Note: this post leans heavily on metaphors and examples from computer programming, but I've tried to write it so it's accessible to a determined person with no programming background.
To summarize some info from computer processor design at very high density: There are a variety of ways to manufacture the memory that's used in modern computer processors. There's a trend where the faster a kind of memory is to read from and write to, the more expensive it will be. So modern computers have a hierarchical memory structure: a very small amount of memory that's very fast to do computation with ("the registers"), a larger amount of memory that's a bit slower to do computation with, a even larger amount of memory that's even slower to do computation with, and so on. The two layers immediately below the the registers (the L1 cache and the L2 cache) are typically abstracted away from even the assembly language programmer. They store data that's been accessed recently from the level below them ("main memory"). The processor will do a lookup in the caches when accessing data; if the data is not already in the cache, that's called a "cache miss" and the data will get loaded in to the cache before it's accessed.
(Please correct me in the comments if I got any of that wrong; it's based on years-old memories of an undergrad computer science course.)
Lately I've found it useful to think of my memory in the same way. I've got working memory (7±2 items?), consisting of things that I'm thinking about in this very moment. I've got short term memory and long term memory. And if I can't find something after trying to think of it for a while, I'll look it up (frequently on Google). Cache miss for the lose.
What are some implications of thinking about memory about this way?
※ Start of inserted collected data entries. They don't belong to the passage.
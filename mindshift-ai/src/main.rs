//! MindShift Self-Play
//!
//! Plays engine-vs-engine games through a full session, timers included, on
//! logical time. Player 2 is the session's own AI opponent; player 1 is a
//! second engine driven from this loop.

use std::sync::atomic::{AtomicBool, Ordering};
use std::sync::Arc;
use std::time::Instant;

use anyhow::{bail, Context, Result};
use clap::Parser;
use mindshift_ai::{Engine, SearchStats};
use mindshift_core::{Action, Difficulty, GameMode, Pacing, Phase, Player, Session};
use tracing::{debug, info};
use tracing_subscriber::EnvFilter;

#[derive(Parser, Debug)]
#[command(name = "selfplay", about = "Engine-vs-engine MindShift games")]
struct Args {
    /// Number of games to play
    #[arg(short, long, default_value_t = 10)]
    games: u32,

    /// Seed of the first game; game `i` uses `seed + i`
    #[arg(long, env = "MINDSHIFT_SEED", default_value_t = 1)]
    seed: u64,

    /// Difficulty of player 1
    #[arg(long, default_value_t = Difficulty::Medium)]
    player1: Difficulty,

    /// Difficulty of player 2
    #[arg(long, default_value_t = Difficulty::Medium)]
    player2: Difficulty,

    /// Node budget per move; 0 searches every move to full depth
    #[arg(long, default_value_t = mindshift_ai::DEFAULT_NODE_BUDGET)]
    node_budget: u64,

    /// Stop a game after this many moves
    #[arg(long, default_value_t = 200)]
    max_plies: usize,
}

/// How one game ended.
#[derive(Debug, Clone, Copy, PartialEq, Eq)]
enum Outcome {
    Won(Player),
    Unfinished,
}

struct GameRecord {
    outcome: Outcome,
    plies: usize,
    score: (u32, u32),
    clock_ms: u64,
}

fn main() -> Result<()> {
    tracing_subscriber::fmt()
        .with_env_filter(EnvFilter::try_from_default_env().unwrap_or_else(|_| EnvFilter::new("info")))
        .init();

    let args = Args::parse();
    let node_budget = (args.node_budget > 0).then_some(args.node_budget);

    println!("MindShift Self-Play");
    println!("===================");
    println!("Games: {}", args.games);
    println!("Player 1: {}  Player 2: {}", args.player1, args.player2);
    match node_budget {
        Some(budget) => println!("Node budget: {budget}"),
        None => println!("Node budget: unlimited"),
    }
    println!();

    // Stop between games on SIGINT
    let running = Arc::new(AtomicBool::new(true));
    let r = running.clone();
    ctrlc::set_handler(move || {
        println!("\n\nInterrupt received, finishing current game...");
        r.store(false, Ordering::SeqCst);
    })
    .context("setting Ctrl-C handler")?;

    let start = Instant::now();
    let mut records = Vec::new();
    let mut totals = SearchStats::default();

    for game in 0..args.games {
        if !running.load(Ordering::SeqCst) {
            break;
        }
        let seed = args.seed + u64::from(game);
        let (record, stats) = play_game(&args, seed, node_budget, &running)?;
        totals.absorb(&stats);

        let result = match record.outcome {
            Outcome::Won(player) => format!("{player} wins"),
            Outcome::Unfinished => "unfinished".to_string(),
        };
        println!(
            "Game {:>3} (seed {seed}): {result:<12} {:>3} moves  score {:>2}-{:<2}  {:.1} min on the clock",
            game + 1,
            record.plies,
            record.score.0,
            record.score.1,
            record.clock_ms as f64 / 60_000.0,
        );
        records.push(record);
    }

    let wins = |player| {
        records
            .iter()
            .filter(|r| r.outcome == Outcome::Won(player))
            .count()
    };
    let unfinished = records.iter().filter(|r| r.outcome == Outcome::Unfinished).count();
    let plies: usize = records.iter().map(|r| r.plies).sum();

    println!("\n===================");
    println!("Self-play complete");
    println!("===================");
    println!("Games played: {}", records.len());
    println!("Player 1 wins: {}", wins(Player::One));
    println!("Player 2 wins: {}", wins(Player::Two));
    println!("Unfinished: {unfinished}");
    if !records.is_empty() {
        println!("Average length: {:.1} moves", plies as f64 / records.len() as f64);
    }
    println!("Wall time: {:.2}s", start.elapsed().as_secs_f64());
    println!();
    println!("Player 1 search totals");
    totals.print_summary();

    Ok(())
}

/// Play one game to the end or the ply cap.
fn play_game(
    args: &Args,
    seed: u64,
    node_budget: Option<u64>,
    running: &AtomicBool,
) -> Result<(GameRecord, SearchStats)> {
    let opponent = Engine::new(Player::Two).with_node_budget(node_budget);
    let mut session = Session::new(seed, Pacing::default()).with_opponent(Box::new(opponent));
    let mut player1 = Engine::new(Player::One).with_node_budget(node_budget);

    session.dispatch(Action::InitGame {
        board: None,
        mode: GameMode::Ai,
        difficulty: args.player2,
    });

    loop {
        let state = session.state();
        if state.phase == Phase::Ended
            || state.move_history.len() >= args.max_plies
            || !running.load(Ordering::SeqCst)
        {
            break;
        }

        let player1_to_move =
            state.current_player == Player::One && state.accepts_input() && !session.awaiting_switch();
        if player1_to_move {
            let board = state.board;
            if let Some(best) = player1.best_move(&board, args.player1) {
                debug!(from = %best.from, to = %best.to, score = best.score, "player 1 move");
                session.dispatch(Action::SelectTile(best.from));
                session.dispatch(Action::MoveTile(best.to));
                continue;
            }
        }

        // Nothing to play right now: jump to the next timer.
        let Some(due) = session.next_due() else {
            bail!("game {seed} stalled with no pending timer");
        };
        let wait = due.saturating_sub(session.now());
        session.advance(wait);
    }

    let state = session.state();
    let outcome = match state.winner {
        Some(player) => Outcome::Won(player),
        None => Outcome::Unfinished,
    };
    info!(seed, ?outcome, moves = state.move_history.len(), "game finished");

    let record = GameRecord {
        outcome,
        plies: state.move_history.len(),
        score: (state.score.player1, state.score.player2),
        clock_ms: session.now(),
    };
    Ok((record, player1.totals().clone()))
}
Register limitations and chunking
When programming, I've noticed that sometimes I'll encounter a problem that's too big to fit in my working memory (WM) all at once. In the spirit of getting stronger, I'm typically tempted to attack the problem head on, but I find that my brain just tends to flit around the details of the problem instead of actually making progress on it. So lately I've been toying with the idea of trying to break off a piece of the problem that can be easily modularized and fits fully in my working memory and then solving it on its own. (Feynman: "What's the smallest nontrivial example?") You could turn this definition around and define a good software architecture as one that consists of modular components that can individually be made to fit completely in to one's working memory when reading code.
As you write or read code modules, you'll come to understand them better and you'll be able to compress or "chunk" them so they take up less space in your working memory. This is why top-down programming doesn't always work that well. You're trying to fit the entire design in your working memory, but because you don't have a good understanding of the components yet (since you haven't written them), you aren't dealing with chunks but pseudochunks. This is true for concepts in general: it takes all of a beginner's WM to comprehend a for loop, but in a master's WM a for loop can be but one piece in a larger puzzle.
One thing to observe: you don't get alerted when memory at the top of your mental hierarchy gets overwritten. We've all had the experience of having some idea in the shower and having forgotten it by the time we get out. Similarly, if you're working on a delicate mental task (programming, math, etc.) and you get interrupted, you'll lose mental state related to the problem you're working on.
If you're having difficulty focusing, this can easily make doing a delicate mental task, like a complicated math problem, much less fun and productive. Instead of actually making progress on the task, your mind drifts away from it, and when you redirect your attention, you find that information related to the problem has swapped out of your working memory or short-term memory and must be re-loaded. If you're getting distracted frequently enough or you're otherwise lacking mental stamina, you may find that you spend the majority of your time context switching instead of making progress on your problem.
Adding an additional external cache level
Anecdotally, adding an additional brain cache level between long-term memory and Google seems like a pretty big win for personal productivity. My digital notebook (since writing that post, I've started using nvALT) has turned out to be one of my biggest wins where productivity is concerned; it's ballooned to over 700K words, and a decent portion of it consists of copy-pasted snippets that represent the best information from Google searches I've done. A co-worker wrote a tool that allows him to quickly look up how to use software libraries and reports that he's continued to find it very useful years after making it.
Text is the most obvious example of an exobrain memory device, but here's a more interesting example: if you're cleaning a messy room, you probably don't develop a detailed plan in your head of where all of your stuff will be placed when you finish cleaning. Instead, you incrementally organize things in to related piles, then decide what to do with the piles, using the organization of the items in your room as a kind of external memory aid that allows you to do a mental task that you wouldn't be able to do entirely in your head.
Would it be accurate to say that you're "not intelligent enough" to organize your room in your head without the use of any external memory aides? It doesn't really fit with the colloquial use of "intelligence", does it? But in the same way computers are frequently RAM-limited, I suspect that humans are also frequently RAM-limited, even on mental tasks we frequently associate with "intelligence". For example, if you're reading a physics textbook and you notice that you're getting confused, you could write down a question that would resolve your confusion, then rewrite the question to be as precise as possible, then list hypotheses that would answer your question along with reasons to believe/disbelieve each hypothesis. By writing things down, you'd be able to devote all of your working memory to the details of a particular aspect of your confusion without losing track of the rest of it.